Understanding the risks
Opioids can be helpful in certain situations, but they also carry important risks, particularly with long-term use:
- Tolerance – needing higher doses over time to achieve the same effect
- Dependence – the body adapts to the medication, making it difficult to stop
- Side effects – including constipation, nausea, drowsiness, and reduced concentration
- Increased falls risk – due to drowsiness and cognitive impairment, which is risky especially in older adults and people with low bone density
- Opioid-induced hyperalgesia – where the nervous system becomes more sensitive to pain
These risks mean that they should be approached very carefully, used selectively, and generally avoided as a long-term management strategy for osteoarthritis with regular review.
When might opioids be appropriate?
Weak opioids may be considered:
- For short-term pain relief (e.g. post-surgery, acute flare)
- If used infrequently,
- When other options are contraindicated, ineffective, or not tolerated.
- As part of a closely monitored, time-limited plan
A broader approach to pain management
Effective arthritis care rarely relies on a single solution. Instead, it’s about building a toolkit of strategies that work together:
Movement and Therapeutic Exercise
Tailored physical activity helps strengthen muscles, reduce stiffness, and support joint health.
Education and Pain Science
Understanding how pain works can reduce fear and improve confidence in movement.
Psychological Strategies
Approaches like Cognitive Behavioural Therapy can help manage the emotional and mental load of chronic pain.
Allied Health Support
Physiotherapists, Exercise Physiologists, Occupational Therapists, and Dietitians all play important roles.
Weight Management (if overweight or obese)
Weight management is generally preferred for long-term pain reduction, whereas opioids provide only modest relief and are linked to significant harms
Non-Opioid Medications
Topical and oral NSAIDs are preferred over opioids because the evidence for benefit is stronger.
Intra-articular Injections (limited use)
Corticosteroid injections are sometimes recommended for short-term relief when needed to support rehab/exercise
The bottom line
Opioids can offer relief, but they are not a long-term solution for most people living with arthritis. The goal is not just to reduce pain in the moment, but to improve function, independence, and quality of life over time.

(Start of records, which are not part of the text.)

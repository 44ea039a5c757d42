use std::fmt::{Display, Formatter};

use serde::{Deserialize, Serialize};

/// Output image file format, as identified by the host renderer
/// (`PNG`, `JPEG`, `BMP`, `TIFF`, `OPEN_EXR`, ...).
///
/// Formats we don't know the file extension of are kept verbatim in `Other`.
#[derive(Clone, Eq, PartialEq, Hash, Debug, Serialize, Deserialize)]
#[serde(from = "String", into = "String")]
pub enum ImageFormat {
    Png,
    Jpeg,
    Bmp,
    Tiff,
    OpenExr,
    Other(String),
}

impl ImageFormat {
    pub fn from_identifier<S: AsRef<str>>(identifier: S) -> Self {
        match identifier.as_ref() {
            "PNG" => Self::Png,
            "JPEG" => Self::Jpeg,
            "BMP" => Self::Bmp,
            "TIFF" => Self::Tiff,
            "OPEN_EXR" => Self::OpenExr,
            other => Self::Other(other.to_string()),
        }
    }

    pub fn identifier(&self) -> &str {
        match self {
            ImageFormat::Png => "PNG",
            ImageFormat::Jpeg => "JPEG",
            ImageFormat::Bmp => "BMP",
            ImageFormat::Tiff => "TIFF",
            ImageFormat::OpenExr => "OPEN_EXR",
            ImageFormat::Other(identifier) => identifier,
        }
    }

    /// File extension (including the leading dot) the renderer appends when writing
    /// an image in this format. `None` for unrecognized formats.
    pub fn extension(&self) -> Option<&'static str> {
        match self {
            ImageFormat::Png => Some(".png"),
            ImageFormat::Jpeg => Some(".jpg"),
            ImageFormat::Bmp => Some(".bmp"),
            ImageFormat::Tiff => Some(".tiff"),
            ImageFormat::OpenExr => Some(".exr"),
            ImageFormat::Other(_) => None,
        }
    }

    /// Append this format's extension to an extension-less output path.
    pub fn apply_extension(&self, output_path: &str) -> String {
        match self.extension() {
            Some(extension) => format!("{output_path}{extension}"),
            None => output_path.to_string(),
        }
    }
}

impl Default for ImageFormat {
    fn default() -> Self {
        Self::Png
    }
}

impl Display for ImageFormat {
    fn fmt(&self, f: &mut Formatter<'_>) -> std::fmt::Result {
        f.write_str(self.identifier())
    }
}

impl From<String> for ImageFormat {
    fn from(value: String) -> Self {
        Self::from_identifier(value)
    }
}

impl From<ImageFormat> for String {
    fn from(value: ImageFormat) -> Self {
        value.identifier().to_string()
    }
}
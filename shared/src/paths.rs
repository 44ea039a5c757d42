use std::path::{Path, PathBuf};

use crate::errors::ConfigError;

pub const BASE_DIRECTORY_PLACEHOLDER: &str = "%BASE%";

/// Prefix marking a host path as relative to the project file's directory.
pub const BLEND_RELATIVE_PREFIX: &str = "//";

/// Replaces a leading `%BASE%` placeholder with the given base directory.
/// Paths without the placeholder are returned as-is.
pub fn parse_with_base_directory_prefix(
    path: &str,
    base: Option<&Path>,
) -> Result<PathBuf, ConfigError> {
    let Some(prefixless_path) = path.strip_prefix(BASE_DIRECTORY_PLACEHOLDER) else {
        return Ok(PathBuf::from(path));
    };

    let Some(base) = base else {
        return Err(ConfigError::MissingBaseDirectory {
            path: path.to_string(),
        });
    };

    let prefixless_path = prefixless_path
        .strip_prefix('/')
        .or_else(|| prefixless_path.strip_prefix('\\'))
        .unwrap_or(prefixless_path);

    Ok(base.join(prefixless_path))
}

/// Resolves a `//`-prefixed host path against the directory containing the project file.
pub fn resolve_blend_relative_path<P: AsRef<Path>>(path: &str, project_directory: P) -> PathBuf {
    match path.strip_prefix(BLEND_RELATIVE_PREFIX) {
        Some(relative) => project_directory.as_ref().join(relative),
        None => PathBuf::from(path),
    }
}

/// Joins an output directory and an (extension-less) file name the same way
/// a POSIX path join does: no doubled separator, and an empty directory yields just the name.
pub fn join_output_path(directory: &str, file_name: &str) -> String {
    Path::new(directory)
        .join(file_name)
        .to_string_lossy()
        .to_string()
}

/// `<camera>_frame<frame>`, the per-frame output file name (without extension).
pub fn frame_output_file_name(camera: &str, frame: i64) -> String {
    format!("{camera}_frame{frame}")
}
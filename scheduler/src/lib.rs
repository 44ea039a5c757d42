pub mod blocking;
pub mod events;
pub mod frames;
pub mod host;
pub mod job;
pub mod scheduler;
pub mod simulated;
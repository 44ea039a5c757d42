use std::collections::VecDeque;
use std::path::Path;
use std::time::Duration;

use chrono::{DateTime, Utc};
use shared::errors::{HostError, JobError};
use shared::jobs::CameraSetting;
use shared::paths::{frame_output_file_name, join_output_path};
use shared::results::batch_trace::{
    BatchTraceBuilder,
    FrameOutcome,
    FrameTrace,
    JobOutcome,
    JobTrace,
};
use tracing::{debug, error, info, warn};

use crate::events::{DeferredAction, JobOrdinal};
use crate::frames::expand_frame_spec;
use crate::host::{HostRenderGateway, RenderMode};

#[derive(Clone, Eq, PartialEq, Debug)]
pub enum JobPhase {
    /// Not started yet, or waiting for the next frame to be advanced to.
    Idle,

    /// The last frame was skipped because its output already exists.
    Skipping { frame: i64 },

    /// A render of `frame` has been submitted and not yet completed.
    Rendering {
        frame: i64,
        submitted_at: DateTime<Utc>,
    },

    Finished,
}


/// Renders one camera's frames, one at a time.
///
/// All progress is driven from the outside: the scheduler calls `start` once, then forwards
/// render completions and the job's own deferred actions to it.
pub struct RenderJob {
    ordinal: JobOrdinal,

    setting: CameraSetting,

    frame_delay: Duration,

    pending_frames: VecDeque<i64>,

    expanded: bool,

    running: bool,

    cancelled: bool,

    saved_output_path: Option<String>,

    phase: JobPhase,

    failure: Option<JobError>,

    advance_passes: usize,
}

impl RenderJob {
    pub fn new(ordinal: JobOrdinal, setting: CameraSetting, frame_delay: Duration) -> Self {
        Self {
            ordinal,
            setting,
            frame_delay,
            pending_frames: VecDeque::new(),
            expanded: false,
            running: false,
            cancelled: false,
            saved_output_path: None,
            phase: JobPhase::Idle,
            failure: None,
            advance_passes: 0,
        }
    }

    pub fn ordinal(&self) -> JobOrdinal {
        self.ordinal
    }

    pub fn camera_setting(&self) -> &CameraSetting {
        &self.setting
    }

    pub fn pending_frames(&self) -> &VecDeque<i64> {
        &self.pending_frames
    }

    pub fn phase(&self) -> &JobPhase {
        &self.phase
    }

    pub fn is_running(&self) -> bool {
        self.running
    }

    pub fn is_cancelled(&self) -> bool {
        self.cancelled
    }

    pub fn is_finished(&self) -> bool {
        self.phase == JobPhase::Finished
    }

    pub fn failure(&self) -> Option<&JobError> {
        self.failure.as_ref()
    }

    /// How many times the job has tried to advance to a next frame
    /// (once per consumed frame, plus the pass that found the queue empty).
    pub fn advance_passes(&self) -> usize {
        self.advance_passes
    }

    pub fn saved_output_path(&self) -> Option<&str> {
        self.saved_output_path.as_deref()
    }

    /// Saves the scene's output path, expands the frame specification and advances to the first frame.
    /// Frames are expanded only once; starting a job twice does nothing.
    pub fn start<H: HostRenderGateway + ?Sized>(
        &mut self,
        host: &mut H,
        trace: &mut BatchTraceBuilder,
    ) {
        if self.expanded {
            warn!(job = self.ordinal, "Render job has already been started, ignoring.");
            return;
        }
        self.expanded = true;

        self.saved_output_path = Some(host.output_path());

        info!(
            job = self.ordinal,
            camera = %self.setting.camera,
            frame_ranges = %self.setting.frame_ranges,
            "Starting render job."
        );

        match expand_frame_spec(&self.setting.frame_ranges) {
            Ok(frames) => {
                debug!(job = self.ordinal, frames = ?frames, "Expanded frame ranges.");
                self.pending_frames = frames.into();
            }
            Err(error) => {
                self.fail(host, trace, error.into());
                return;
            }
        }

        self.advance_one_frame(host, trace);
    }

    /// Consumes the next pending frame: either skips it (existing output, overwriting disabled)
    /// or submits a render for it. Finishes the job when cancelled or out of frames.
    pub fn advance_one_frame<H: HostRenderGateway + ?Sized>(
        &mut self,
        host: &mut H,
        trace: &mut BatchTraceBuilder,
    ) {
        if self.is_finished() {
            debug!(job = self.ordinal, "Render job already finished, not advancing.");
            return;
        }

        self.advance_passes += 1;

        if self.cancelled {
            self.finish(host, trace);
            return;
        }

        let Some(frame) = self.pending_frames.pop_front() else {
            self.finish(host, trace);
            return;
        };

        let original_output_path = self.saved_output_path.clone().unwrap_or_default();
        let output_path = join_output_path(
            &original_output_path,
            &frame_output_file_name(&self.setting.camera, frame),
        );
        let existing_output_path = host.image_format().apply_extension(&output_path);

        host.schedule_deferred(
            DeferredAction::MarkRunning { job: self.ordinal },
            Duration::ZERO,
        );

        if !host.overwrite_enabled() && host.file_exists(Path::new(&existing_output_path)) {
            info!(
                job = self.ordinal,
                camera = %self.setting.camera,
                frame = frame,
                path = %existing_output_path,
                "Output already exists, skipping frame."
            );

            let now = Utc::now();
            self.trace_frame(trace, frame, FrameOutcome::Skipped, now);
            self.phase = JobPhase::Skipping { frame };

            host.schedule_deferred(
                DeferredAction::AdvanceFrame { job: self.ordinal },
                self.frame_delay,
            );
            return;
        }

        if let Err(error) = host.set_camera(Some(&self.setting.camera)) {
            self.fail_frame(host, trace, frame, Utc::now(), error);
            return;
        }
        host.set_frame(frame);
        host.set_output_path(&output_path);

        host.register_post_render_callback();

        let submitted_at = Utc::now();
        self.phase = JobPhase::Rendering {
            frame,
            submitted_at,
        };

        match host.submit_render(RenderMode::from_show_preview(self.setting.show_preview)) {
            Ok(()) => {
                info!(
                    job = self.ordinal,
                    camera = %self.setting.camera,
                    frame = frame,
                    path = %output_path,
                    "Submitted frame for rendering."
                );
            }
            Err(error) => {
                self.fail_frame(host, trace, frame, submitted_at, error);
            }
        }
    }

    pub fn on_render_complete<H: HostRenderGateway + ?Sized>(
        &mut self,
        host: &mut H,
        trace: &mut BatchTraceBuilder,
    ) {
        let JobPhase::Rendering {
            frame,
            submitted_at,
        } = self.phase
        else {
            warn!(
                job = self.ordinal,
                phase = ?self.phase,
                "Got a render completion while no render was outstanding, ignoring."
            );
            return;
        };

        self.trace_frame(trace, frame, FrameOutcome::Rendered, submitted_at);
        self.phase = JobPhase::Idle;

        info!(
            job = self.ordinal,
            camera = %self.setting.camera,
            frame = frame,
            frames_left = self.pending_frames.len(),
            "Frame rendered."
        );

        if self.cancelled {
            return;
        }

        host.schedule_deferred(
            DeferredAction::AdvanceFrame { job: self.ordinal },
            self.frame_delay,
        );
    }

    pub fn on_render_failed<H: HostRenderGateway + ?Sized>(
        &mut self,
        host: &mut H,
        trace: &mut BatchTraceBuilder,
        error: HostError,
    ) {
        let JobPhase::Rendering {
            frame,
            submitted_at,
        } = self.phase
        else {
            warn!(
                job = self.ordinal,
                error = %error,
                "Got a render failure while no render was outstanding, ignoring."
            );
            return;
        };

        self.fail_frame(host, trace, frame, submitted_at, error);
    }

    pub fn on_deferred<H: HostRenderGateway + ?Sized>(
        &mut self,
        action: DeferredAction,
        host: &mut H,
        trace: &mut BatchTraceBuilder,
    ) {
        match action {
            DeferredAction::MarkRunning { .. } => {
                if !self.is_finished() {
                    self.running = true;
                }
            }
            DeferredAction::AdvanceFrame { .. } => self.advance_one_frame(host, trace),
        }
    }

    /// Stops advancing at the next opportunity. A render that is already submitted is left
    /// for the host to cancel.
    pub fn cancel(&mut self) {
        self.cancelled = true;
    }

    /// Clears the running flag and restores the output path saved by `start`.
    /// Frames still pending are discarded.
    pub fn finish<H: HostRenderGateway + ?Sized>(
        &mut self,
        host: &mut H,
        trace: &mut BatchTraceBuilder,
    ) {
        if self.is_finished() {
            return;
        }

        let outcome = match (&self.failure, self.cancelled) {
            (Some(error), _) => JobOutcome::Failed {
                reason: error.to_string(),
            },
            (None, true) => JobOutcome::Cancelled,
            (None, false) => JobOutcome::Finished,
        };

        self.running = false;
        self.phase = JobPhase::Finished;

        if let Some(saved_output_path) = &self.saved_output_path {
            host.set_output_path(saved_output_path);
        }

        let frames_discarded = self.pending_frames.len();
        self.pending_frames.clear();

        if frames_discarded > 0 {
            warn!(
                job = self.ordinal,
                camera = %self.setting.camera,
                frames_discarded = frames_discarded,
                "Render job stopped early, discarding remaining frames."
            );
        }

        info!(
            job = self.ordinal,
            camera = %self.setting.camera,
            outcome = ?outcome,
            "Render job finished."
        );

        trace.trace_job(JobTrace {
            job: self.ordinal,
            camera: self.setting.camera.clone(),
            outcome,
            frames_discarded,
        });
    }

    fn fail<H: HostRenderGateway + ?Sized>(
        &mut self,
        host: &mut H,
        trace: &mut BatchTraceBuilder,
        error: JobError,
    ) {
        error!(
            job = self.ordinal,
            camera = %self.setting.camera,
            error = %error,
            "Render job failed."
        );

        self.failure = Some(error);
        self.finish(host, trace);
    }

    fn fail_frame<H: HostRenderGateway + ?Sized>(
        &mut self,
        host: &mut H,
        trace: &mut BatchTraceBuilder,
        frame: i64,
        started_at: DateTime<Utc>,
        error: HostError,
    ) {
        self.trace_frame(
            trace,
            frame,
            FrameOutcome::Failed {
                reason: error.to_string(),
            },
            started_at,
        );
        self.fail(host, trace, error.into());
    }

    fn trace_frame(
        &self,
        trace: &mut BatchTraceBuilder,
        frame: i64,
        outcome: FrameOutcome,
        started_at: DateTime<Utc>,
    ) {
        trace.trace_frame(FrameTrace {
            job: self.ordinal,
            camera: self.setting.camera.clone(),
            frame,
            outcome,
            started_at,
            finished_at: Utc::now(),
        });
    }
}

If opioids are part of your treatment plan, regular check-ins with your GP or specialist are essential to ensure they remain safe and appropriate.
Where to next?
If you’re concerned about your pain management plan or want to explore alternatives:
- Speak with your GP or pharmacist
- Ask about a referral to a pain specialist or multidisciplinary pain program
- Explore reputable resources and education programs such as Pain Australia and Chronic Pain Australia.